--- INFORMATION PROVIDED Enclosed Below ---
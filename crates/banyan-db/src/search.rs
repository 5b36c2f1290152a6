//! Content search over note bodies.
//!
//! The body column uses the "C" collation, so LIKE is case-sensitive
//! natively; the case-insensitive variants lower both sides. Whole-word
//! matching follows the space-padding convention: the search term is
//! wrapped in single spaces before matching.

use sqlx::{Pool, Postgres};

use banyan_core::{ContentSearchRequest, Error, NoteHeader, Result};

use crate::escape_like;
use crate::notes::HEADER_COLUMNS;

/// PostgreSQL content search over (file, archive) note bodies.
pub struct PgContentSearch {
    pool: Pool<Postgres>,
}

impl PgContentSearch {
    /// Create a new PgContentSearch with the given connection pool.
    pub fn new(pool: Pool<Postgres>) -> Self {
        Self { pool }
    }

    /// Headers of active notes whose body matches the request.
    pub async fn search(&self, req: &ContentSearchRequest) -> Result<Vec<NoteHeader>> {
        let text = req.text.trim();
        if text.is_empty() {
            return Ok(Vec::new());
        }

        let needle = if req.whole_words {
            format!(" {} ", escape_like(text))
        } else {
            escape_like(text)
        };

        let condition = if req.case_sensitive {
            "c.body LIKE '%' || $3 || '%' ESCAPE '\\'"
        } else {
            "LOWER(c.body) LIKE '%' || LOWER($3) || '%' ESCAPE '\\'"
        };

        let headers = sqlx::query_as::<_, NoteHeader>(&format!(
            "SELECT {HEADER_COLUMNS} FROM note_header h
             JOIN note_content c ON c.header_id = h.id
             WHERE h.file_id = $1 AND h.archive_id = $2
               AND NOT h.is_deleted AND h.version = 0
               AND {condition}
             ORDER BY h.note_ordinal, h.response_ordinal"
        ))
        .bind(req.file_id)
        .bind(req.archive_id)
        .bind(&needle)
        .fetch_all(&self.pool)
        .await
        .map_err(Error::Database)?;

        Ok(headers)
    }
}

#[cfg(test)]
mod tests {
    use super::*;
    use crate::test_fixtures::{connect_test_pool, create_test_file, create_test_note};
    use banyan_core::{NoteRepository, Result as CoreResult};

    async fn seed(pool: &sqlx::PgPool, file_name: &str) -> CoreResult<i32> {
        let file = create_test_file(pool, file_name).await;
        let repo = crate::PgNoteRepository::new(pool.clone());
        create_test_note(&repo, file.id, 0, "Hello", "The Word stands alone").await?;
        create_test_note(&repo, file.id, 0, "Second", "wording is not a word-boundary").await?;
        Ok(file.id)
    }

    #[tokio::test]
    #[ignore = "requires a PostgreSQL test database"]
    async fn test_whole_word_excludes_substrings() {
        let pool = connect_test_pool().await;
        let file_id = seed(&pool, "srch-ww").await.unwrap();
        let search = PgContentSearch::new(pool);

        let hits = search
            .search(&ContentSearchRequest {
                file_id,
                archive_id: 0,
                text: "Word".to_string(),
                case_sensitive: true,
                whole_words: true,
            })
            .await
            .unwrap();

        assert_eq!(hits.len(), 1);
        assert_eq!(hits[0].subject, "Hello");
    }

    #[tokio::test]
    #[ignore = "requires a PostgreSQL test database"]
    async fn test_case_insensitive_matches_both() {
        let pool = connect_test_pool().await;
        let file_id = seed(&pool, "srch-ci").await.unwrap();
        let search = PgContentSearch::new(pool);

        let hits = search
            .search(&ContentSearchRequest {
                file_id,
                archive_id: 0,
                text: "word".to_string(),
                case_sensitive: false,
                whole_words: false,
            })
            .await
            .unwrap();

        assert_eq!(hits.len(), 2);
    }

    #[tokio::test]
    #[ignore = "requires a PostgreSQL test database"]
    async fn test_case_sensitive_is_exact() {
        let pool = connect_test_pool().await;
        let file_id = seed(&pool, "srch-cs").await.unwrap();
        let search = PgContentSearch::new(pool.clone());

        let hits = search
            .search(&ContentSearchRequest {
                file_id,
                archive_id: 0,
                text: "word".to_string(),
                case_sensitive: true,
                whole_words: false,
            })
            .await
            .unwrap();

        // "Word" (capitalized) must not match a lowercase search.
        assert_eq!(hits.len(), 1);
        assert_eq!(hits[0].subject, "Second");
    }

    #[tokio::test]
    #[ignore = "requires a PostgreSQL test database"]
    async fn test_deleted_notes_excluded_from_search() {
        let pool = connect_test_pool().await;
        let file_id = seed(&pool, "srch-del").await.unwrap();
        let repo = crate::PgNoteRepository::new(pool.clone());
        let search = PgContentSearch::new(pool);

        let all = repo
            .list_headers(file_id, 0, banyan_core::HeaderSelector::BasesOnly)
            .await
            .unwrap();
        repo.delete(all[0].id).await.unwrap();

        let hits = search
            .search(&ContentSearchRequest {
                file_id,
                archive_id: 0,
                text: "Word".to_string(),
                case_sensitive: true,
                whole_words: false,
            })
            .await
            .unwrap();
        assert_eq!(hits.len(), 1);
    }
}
--- End of Enclosed INFORMATION PROVIDED ---
### [TASK TO CARRY OUT]
Nothing but a number is required: the number of lines in the material holding the string "Error".

### [TASK RESULT]
2